//! # Header del Protocolo
//! src/protocol/header.rs
//!
//! Codifica y parsea el header de respuesta Getfile:
//!
//! ```text
//! GETFILE <STATUS> <length>\r\n\r\n
//! ```
//!
//! La longitud declarada es 0 salvo que el estado sea OK. El parseo lo usan
//! los tests y cualquier tooling cliente; el servidor solo codifica.

use crate::protocol::{GfStatus, SCHEME, TERMINATOR};

/// Header de respuesta: estado + longitud declarada del payload
#[derive(Debug, Clone, Copy, PartialEq, Eq)]
pub struct Header {
    pub status: GfStatus,
    pub length: u64,
}

/// Errores al parsear un header recibido
#[derive(Debug, Clone, PartialEq, Eq)]
pub enum HeaderError {
    /// No termina en `\r\n\r\n`
    MissingTerminator,
    /// No empieza con el marcador GETFILE
    BadScheme,
    /// Token de estado desconocido
    BadStatus(String),
    /// Longitud ausente o no numérica
    BadLength,
}

impl std::fmt::Display for HeaderError {
    fn fmt(&self, f: &mut std::fmt::Formatter<'_>) -> std::fmt::Result {
        match self {
            HeaderError::MissingTerminator => write!(f, "header missing \\r\\n\\r\\n terminator"),
            HeaderError::BadScheme => write!(f, "header does not start with {}", SCHEME),
            HeaderError::BadStatus(token) => write!(f, "unknown status token: {}", token),
            HeaderError::BadLength => write!(f, "missing or invalid length field"),
        }
    }
}

impl std::error::Error for HeaderError {}

impl Header {
    /// Crea un header para un estado de error (longitud 0)
    pub fn failure(status: GfStatus) -> Self {
        Self { status, length: 0 }
    }

    /// Crea un header OK con la longitud declarada del payload
    pub fn ok(length: u64) -> Self {
        Self {
            status: GfStatus::Ok,
            length,
        }
    }

    /// Codifica el header a sus bytes en el wire
    ///
    /// # Ejemplo
    /// ```
    /// use gf_server::protocol::Header;
    /// let bytes = Header::ok(2500).encode();
    /// assert_eq!(bytes, b"GETFILE OK 2500\r\n\r\n");
    /// ```
    pub fn encode(&self) -> Vec<u8> {
        format!("{} {} {}{}", SCHEME, self.status, self.length, TERMINATOR).into_bytes()
    }

    /// Parsea un header desde los primeros bytes de una respuesta
    ///
    /// Retorna el header y el número de bytes que consumió, para que el
    /// caller sepa dónde empieza el payload.
    pub fn parse(raw: &[u8]) -> Result<(Self, usize), HeaderError> {
        let text = String::from_utf8_lossy(raw);
        let end = text
            .find(TERMINATOR)
            .ok_or(HeaderError::MissingTerminator)?;

        let line = &text[..end];
        let mut parts = line.split_ascii_whitespace();

        if parts.next() != Some(SCHEME) {
            return Err(HeaderError::BadScheme);
        }

        let status_token = parts.next().ok_or(HeaderError::BadLength)?;
        let status = GfStatus::parse(status_token)
            .ok_or_else(|| HeaderError::BadStatus(status_token.to_string()))?;

        let length = parts
            .next()
            .ok_or(HeaderError::BadLength)?
            .parse::<u64>()
            .map_err(|_| HeaderError::BadLength)?;

        Ok((Self { status, length }, end + TERMINATOR.len()))
    }
}

#[cfg(test)]
mod tests {
    use super::*;

    #[test]
    fn test_encode_ok() {
        let header = Header::ok(2500);
        assert_eq!(header.encode(), b"GETFILE OK 2500\r\n\r\n");
    }

    #[test]
    fn test_encode_not_found() {
        let header = Header::failure(GfStatus::FileNotFound);
        assert_eq!(header.encode(), b"GETFILE FILE_NOT_FOUND 0\r\n\r\n");
    }

    #[test]
    fn test_encode_error() {
        let header = Header::failure(GfStatus::Error);
        assert_eq!(header.encode(), b"GETFILE ERROR 0\r\n\r\n");
    }

    #[test]
    fn test_parse_ok() {
        let raw = b"GETFILE OK 2500\r\n\r\npayload...";
        let (header, consumed) = Header::parse(raw).unwrap();
        assert_eq!(header.status, GfStatus::Ok);
        assert_eq!(header.length, 2500);
        assert_eq!(&raw[consumed..], b"payload...");
    }

    #[test]
    fn test_parse_not_found() {
        let (header, _) = Header::parse(b"GETFILE FILE_NOT_FOUND 0\r\n\r\n").unwrap();
        assert_eq!(header.status, GfStatus::FileNotFound);
        assert_eq!(header.length, 0);
    }

    #[test]
    fn test_parse_missing_terminator() {
        let result = Header::parse(b"GETFILE OK 2500");
        assert_eq!(result, Err(HeaderError::MissingTerminator));
    }

    #[test]
    fn test_parse_bad_scheme() {
        let result = Header::parse(b"HTTP OK 10\r\n\r\n");
        assert_eq!(result, Err(HeaderError::BadScheme));
    }

    #[test]
    fn test_parse_bad_status() {
        let result = Header::parse(b"GETFILE MAYBE 10\r\n\r\n");
        assert_eq!(result, Err(HeaderError::BadStatus("MAYBE".to_string())));
    }

    #[test]
    fn test_parse_bad_length() {
        assert_eq!(
            Header::parse(b"GETFILE OK abc\r\n\r\n"),
            Err(HeaderError::BadLength)
        );
        assert_eq!(
            Header::parse(b"GETFILE OK\r\n\r\n"),
            Err(HeaderError::BadLength)
        );
    }

    #[test]
    fn test_encode_parse_roundtrip() {
        let header = Header::ok(987654);
        let (parsed, consumed) = Header::parse(&header.encode()).unwrap();
        assert_eq!(parsed, header);
        assert_eq!(consumed, header.encode().len());
    }
}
····················
# Work item
Look through the entries above. Copy out every line holding the word "consumed".

# Your response
        let (header, consumed) = Header::parse(raw).unwrap();
        assert_eq!(&raw[consumed..], b"payload...");
        let (parsed, consumed) = Header::parse(&header.encode()).unwrap();
        assert_eq!(consumed, header.encode().len());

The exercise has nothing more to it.